Tackling the challenges of developing microneedle-based electrochemical sensors.

Abstract

Microneedles provide unique advantages in biomedical areas, particularly biosensing, because of their opportunities for minimally invasive and convenient detection. This review introduces concepts of electrochemical microneedle-based sensors for minimally invasive analysis together with insights into skin compartments for designing successful microneedles. We discuss requirements for developing microneedle-based biosensors, including electrical and electrochemical behaviors of materials (such as metals, nanomaterials, and conducting polymers) which are the key factors for sensitive biosensors. We further emphasize immobilization strategies to attach biorecognition elements to electrode materials. Moreover, we detail advanced techniques that require state-of-the-art fabrications and materials to realize porous, biodegradable, and antifouling materials to enhance biosensing performances. We also emphasize studies of cytotoxicity and damage to the skin to elucidate biocompatible potentials.
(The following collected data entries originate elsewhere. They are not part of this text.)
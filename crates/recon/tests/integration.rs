use std::path::PathBuf;

use parcelrec_recon::config::ReconConfig;
use parcelrec_recon::engine::run;
use parcelrec_recon::events::{MemorySink, ReconEvent, SkipReason};
use parcelrec_recon::model::{Dataset, ReconInput, ReconResult, RuleKind, Side, Value};

fn fixtures_dir() -> PathBuf {
    PathBuf::from(env!("CARGO_MANIFEST_DIR")).join("tests/fixtures")
}

fn load(config: &ReconConfig, side: Side) -> Dataset {
    let source = config.sources.get(side);
    let file = source.file.as_deref().expect("fixture config names both files");
    let path = fixtures_dir().join(file);
    let data = std::fs::read_to_string(&path)
        .unwrap_or_else(|e| panic!("cannot read {}: {e}", path.display()));
    Dataset::from_csv_str(&source.label, &data).unwrap()
}

fn load_and_run(config_toml: &str) -> (ReconResult, MemorySink) {
    let config = ReconConfig::from_toml(config_toml).unwrap();
    let input = ReconInput {
        a: load(&config, Side::A),
        b: load(&config, Side::B),
    };
    let mut sink = MemorySink::new();
    let result = run(&config, &input, &mut sink).unwrap();
    (result, sink)
}

fn fixture_config() -> String {
    std::fs::read_to_string(fixtures_dir().join("mls-cama.recon.toml")).unwrap()
}

// -------------------------------------------------------------------------
// End-to-end
// -------------------------------------------------------------------------

#[test]
fn mls_cama_summary() {
    let (result, _) = load_and_run(&fixture_config());
    let s = &result.summary;

    assert_eq!(result.meta.config_name, "MLS vs CAMA");
    assert_eq!(result.meta.source_a, "MLS");
    assert_eq!(result.meta.source_b, "CAMA");
    assert_eq!(s.records_a, 6);
    assert_eq!(s.records_b, 5);
    assert_eq!(s.blank_keys_a, 1);
    assert_eq!(s.missing_in_b, 1);
    assert_eq!(s.missing_in_a, 1);
    assert_eq!(s.mismatched_records, 3);
    assert_eq!(s.mismatch_rows, 4);
    assert_eq!(s.perfect_matches, 1);
    assert_eq!(s.skipped, 0);
    assert_eq!(s.matched_pairs, 4);
    assert!(!s.is_clean());

    let fields: Vec<&str> = s.mismatches_by_field.iter().map(|f| f.field.as_str()).collect();
    assert_eq!(
        fields,
        vec![
            "Above Grade Finished Area",
            "Bedrooms Total",
            "Below Grade Finished Area",
            "Cooling",
        ]
    );
}

#[test]
fn mls_cama_mismatch_rows() {
    let (result, _) = load_and_run(&fixture_config());
    let rows: Vec<(&str, &str, String)> = result
        .tables
        .mismatches
        .iter()
        .map(|row| {
            let d = &row.discrepancy;
            let diff = d.difference.map(|x| x.to_string()).unwrap_or_default();
            (d.key.as_str(), d.field_a.as_str(), diff)
        })
        .collect();
    assert_eq!(
        rows,
        vec![
            ("10001", "Below Grade Finished Area", "150.00".to_string()),
            ("10002", "Bedrooms Total", "-1.00".to_string()),
            ("10006", "Above Grade Finished Area", "50.00".to_string()),
            ("10006", "Cooling", String::new()),
        ]
    );

    let sum_row = &result.tables.mismatches[0];
    assert_eq!(sum_row.discrepancy.kind, RuleKind::Sum);
    assert_eq!(sum_row.discrepancy.value_b, Value::Number(350.0));
    assert_eq!(sum_row.passthrough.get("Listing #"), Some(&Value::from("L-501")));
    assert_eq!(sum_row.passthrough.get("SALEKEY"), Some(&Value::from("9001")));

    let cooling = &result.tables.mismatches[3].discrepancy;
    assert_eq!(cooling.expected_b, Some(Value::Number(1.0)));
    assert_eq!(cooling.value_b, Value::from("0"));
}

#[test]
fn mls_cama_missing_and_perfect() {
    let (result, _) = load_and_run(&fixture_config());
    let t = &result.tables;

    assert_eq!(t.missing_in_b[0].key.as_str(), "10004");
    assert_eq!(t.missing_in_b[0].passthrough.get("Listing #"), Some(&Value::from("L-504")));
    assert_eq!(t.missing_in_a[0].key.as_str(), "10005");

    let perfect = &t.perfect_matches[0];
    assert_eq!(perfect.key.as_str(), "10003");
    assert_eq!(perfect.fields_compared_count, 3);
    assert_eq!(
        perfect.fields_compared,
        vec!["Above Grade Finished Area", "Bedrooms Total", "Cooling"]
    );
}

#[test]
fn mls_cama_events() {
    let (_, sink) = load_and_run(&fixture_config());

    assert!(sink.events.contains(&ReconEvent::BlankKey { side: Side::A, row: 4 }));
    assert!(sink
        .events
        .iter()
        .any(|e| matches!(e, ReconEvent::FieldSkipped { reason: SkipReason::Zero, field, .. } if field == "Bedrooms Total")));
    // 4 + 3 + 3 + 3 fields compared across the four matched keys
    assert_eq!(sink.compared(), 13);
}

// -------------------------------------------------------------------------
// Config variations
// -------------------------------------------------------------------------

#[test]
fn zero_suppression_disabled() {
    let toml = fixture_config().replace("name = \"MLS vs CAMA\"", "name = \"t\"\nskip_zero = false");
    let (result, _) = load_and_run(&toml);
    let beds: Vec<_> = result
        .tables
        .mismatches
        .iter()
        .filter(|row| row.discrepancy.field_a == "Bedrooms Total")
        .map(|row| row.discrepancy.key.as_str())
        .collect();
    assert_eq!(beds, vec!["10002", "10006"]);
}

#[test]
fn unknown_rule_column_is_skipped_not_fatal() {
    let toml = format!("{}\n[[direct]]\na = \"Full Baths\"\nb = \"FIXBATH\"\n", fixture_config());
    let (result, sink) = load_and_run(&toml);
    assert_eq!(result.summary.mismatch_rows, 4);
    let missing: Vec<_> = sink
        .events
        .iter()
        .filter(|e| matches!(e, ReconEvent::FieldNotFound { .. }))
        .collect();
    assert_eq!(missing.len(), 2);
}

#[test]
fn tables_stable_across_runs() {
    let (first, _) = load_and_run(&fixture_config());
    let (second, _) = load_and_run(&fixture_config());
    assert_eq!(first.tables, second.tables);
    assert_eq!(
        serde_json::to_string(&first.tables).unwrap(),
        serde_json::to_string(&second.tables).unwrap()
    );
}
Furthermore, we highlight the latest advances in microneedles published from 2019 to 2022. This review also includes an overview of key remaining obstacles and opportunities where developments will push the advances continuously. The conclusion and outlook on the status of laboratory and commercial availability are added. We prospect that microneedle sensors will be integrated into a closed-loop system biodevice for diverse applications, e.g., detection and therapy. This review discusses concepts of electrochemical microneedle-based sensors for minimally invasive monitoring. We discuss requirements including geometry, mechanical, electrical, electrochemical properties, and immobilization strategy. We illustrate advanced techniques and materials to enrich biosensor features, e.g., porosity, dissolvable ability, and anti-fouling capability. Concern of toxicity is highlighted. We also illustrate recent applications and outlooks of recently published study that exploits microneedle-based biosensors.